§ **To do**
The answer should contain only the lines running from the line with "char| !(c.is_alphanumeric() ||" to the end of the material, reproduced verbatim.

——

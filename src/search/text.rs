//! Query text normalization and tokenization
//!
//! Shared by the sparse index, the hash embedder, the overlap scorer and
//! the snippet highlighter so all of them agree on what a term is.

use std::collections::BTreeMap;

use unicode_normalization::UnicodeNormalization;

/// NFKC-fold, trim, collapse internal whitespace and lowercase.
pub fn normalize_query(text: &str) -> String {
    let folded: String = text.nfkc().collect();
    folded
        .split_whitespace()
        .collect::<Vec<_>>()
        .join(" ")
        .to_lowercase()
}

/// Split into lowercase alphanumeric terms of at least two characters.
pub fn tokenize(text: &str) -> Vec<String> {
    let lowered = text.nfkc().collect::<String>().to_lowercase();
    lowered
        .split(|c: char| !(c.is_alphanumeric() || c == '+' || c == '#'))
        .filter(|token| token.chars().count() >= 2)
        .map(str::to_string)
        .collect()
}

/// Term frequencies for a token list, in a stable order.
pub fn term_counts(tokens: &[String]) -> BTreeMap<&str, f32> {
    let mut counts = BTreeMap::new();
    for token in tokens {
        *counts.entry(token.as_str()).or_insert(0.0) += 1.0;
    }
    counts
}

——

§ **Response**
        .split(|c: char| !(c.is_alphanumeric() || c == '+' || c == '#'))
        .filter(|token| token.chars().count() >= 2)
        .map(str::to_string)
        .collect()
}

/// Term frequencies for a token list, in a stable order.
pub fn term_counts(tokens: &[String]) -> BTreeMap<&str, f32> {
    let mut counts = BTreeMap::new();
    for token in tokens {
        *counts.entry(token.as_str()).or_insert(0.0) += 1.0;
    }
    counts
}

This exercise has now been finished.